New Section 2.7(7) is hereby added and existing Section 2.7(7) is
hereby amended and renumbered Section 2.7(8) as set forth below:
2.7 Payment of Fund Monies.
(7) For the payment of initial or variation margin in
connection with trading in futures and options on futures contracts
entered into by the Fund;
(8) For any other purpose, but only upon receipt of Proper
Instructions from the Fund, specifying the amount of such payment and
naming the person or persons to whom such payment is to be made.
Section 5 is amended and replaced as follows:
5. Proper Instructions.
"Proper Instructions-, which may also be standing instructions,
as used throughout this Contract shall mean instructions received by
the Custodian from the Fund, the Funds investment manager or
subadvisor, as duly authorized by the Fund. Such instructions may be
in writing signed by the authorized person or persons or may be in a
tested communication or in a communication utilizing access codes
effected between electro-mechanical or electronic devices or may be by
such other means and utilizing such intermediary systems and utilities
as may be agreed to from time to time by the Custodian and the person
or entity giving such instructions, provided that the Fund has
followed any security procedures agreed to from time to time by the
Fund and the Custodian, including, but not limited to, the security
procedures selected by the Fund in the Funds Transfer Addendum to this
Contract. Oral instructions will be considered Proper Instructions if
the Custodian reasonably believes them to have been given by a person
authorized to give such instructions with respect to the transaction
involved. The Fund shall cause all oral instructions to be confirmed
promptly in writing. For purposes of this Section, Proper Instructions
shall include instructions received by the Custodian pursuant to any
multi-party agreement, which requires a segregated asset account in
accordance with Section 2.11 of this Contract. The Fund or the Funds
investment manager shall cause its duly authorized officer to certify
to the Custodian in writing the names and specimen signatures of
persons authorized to give Proper Instructions. The Custodian shall be
entitled to rely upon the identity and authority of such persons until
it receives notice from the Fund to the contrary.
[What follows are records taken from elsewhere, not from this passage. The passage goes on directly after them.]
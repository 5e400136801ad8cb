pub mod about;
pub mod auth;
pub mod body;
pub mod featured;
pub mod media;
pub mod papers;
pub mod posts;
pub mod settings;
pub mod slug;
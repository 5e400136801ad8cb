/// How many posts may carry the featured flag at once. The landing
/// page has exactly this many highlighted slots.
pub const FEATURED_LIMIT: usize = 2;

/// Decides whether a post's featured flag may be set to `requested`.
///
/// The only guarded transition is not-featured to featured: it is
/// denied once `current_count` has reached the cap. Un-featuring and
/// no-op writes are always allowed, so a record already in the
/// featured set can be re-saved even while the set is full.
///
/// Pure decision function; the caller supplies the current count of
/// featured posts and performs (or rejects) the actual write.
pub fn can_set_featured(current_count: usize, requested: bool, current: bool) -> bool {
    if !requested || current {
        return true;
    }
    current_count < FEATURED_LIMIT
}
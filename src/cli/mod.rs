pub mod init;
pub mod migrate;
pub mod serve;
pub mod user;

use clap::{Parser, Subcommand};
use std::path::PathBuf;

#[derive(Parser)]
#[command(name = "quill")]
#[command(version)]
#[command(about = "A personal blog and publications site", long_about = None)]
pub struct Cli {
    #[arg(short, long, default_value = "quill.toml")]
    pub config: PathBuf,

    #[command(subcommand)]
    pub command: Option<Commands>,
}

#[derive(Subcommand)]
pub enum Commands {
    /// Scaffold a new site directory with a default config
    Init {
        #[arg(default_value = ".")]
        path: PathBuf,
        #[arg(long)]
        name: Option<String>,
    },
    /// Run the web server
    Serve {
        #[arg(short = 'H', long, default_value = "127.0.0.1")]
        host: String,
        #[arg(short, long, default_value = "3000")]
        port: u16,
    },
    /// Apply pending database migrations
    Migrate,
    /// Manage the operator account
    User {
        #[command(subcommand)]
        command: UserCommand,
    },
}

#[derive(Subcommand)]
pub enum UserCommand {
    Add {
        #[arg(long)]
        username: String,
        #[arg(long)]
        email: String,
        #[arg(long)]
        password: Option<String>,
    },
    List,
    Remove {
        username: String,
    },
    Passwd {
        username: String,
    },
}
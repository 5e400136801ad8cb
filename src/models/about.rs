use serde::{Deserialize, Serialize};

/// The singleton "about me" document, editable from the admin
/// settings page and rendered on /about.
#[derive(Debug, Clone, Default, Serialize, Deserialize)]
pub struct AboutContent {
    pub intro: String,
    pub paragraph1: String,
    pub paragraph2: String,
    pub paragraph3: String,
    pub image_url: String,
    pub linkedin_url: String,
    pub orcid_url: String,
    pub email: String,
}
use crate::{services::auth, Config, Database};
use anyhow::Result;
use std::path::Path;

use super::UserCommand;

pub async fn run(config_path: &Path, command: UserCommand) -> Result<()> {
    let config = Config::load(config_path)?;
    let db = Database::open(&config.database.path)?;

    match command {
        UserCommand::Add {
            username,
            email,
            password,
        } => {
            let password = match password {
                Some(p) => p,
                None => {
                    let p = rpassword::prompt_password("Password: ")?;
                    let p_confirm = rpassword::prompt_password("Confirm password: ")?;
                    if p != p_confirm {
                        anyhow::bail!("Passwords do not match");
                    }
                    p
                }
            };

            auth::create_user(&db, &username, &email, &password)?;
            tracing::info!("User '{}' created", username);
        }
        UserCommand::List => {
            let users = auth::list_users(&db)?;

            println!("{:<20} {:<30}", "USERNAME", "EMAIL");
            println!("{}", "-".repeat(50));
            for user in users {
                println!("{:<20} {:<30}", user.username, user.email);
            }
        }
        UserCommand::Remove { username } => {
            if auth::delete_user(&db, &username)? {
                tracing::info!("User '{}' removed", username);
            } else {
                tracing::warn!("User '{}' not found", username);
            }
        }
        UserCommand::Passwd { username } => {
            let password = rpassword::prompt_password("New password: ")?;
            let password_confirm = rpassword::prompt_password("Confirm password: ")?;

            if password != password_confirm {
                anyhow::bail!("Passwords do not match");
            }

            auth::update_password(&db, &username, &password)?;
            tracing::info!("Password updated for '{}'", username);
        }
    }

    Ok(())
}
IV. Clause (iv) of Section 2.11 (entitled "Segregated Account") is amended
and replaced as follows:
(iv) for any other purpose upon receipt of Proper Instructions
from the Fund.
V. Except as specifically superseded or modified herein, the terms and
provisions of the Contract shall continue to apply with full force and
effect. In the event of any conflict between the terms of the Contract
prior to this Amendment and this Amendment, the terms of this Amendment
shall prevail.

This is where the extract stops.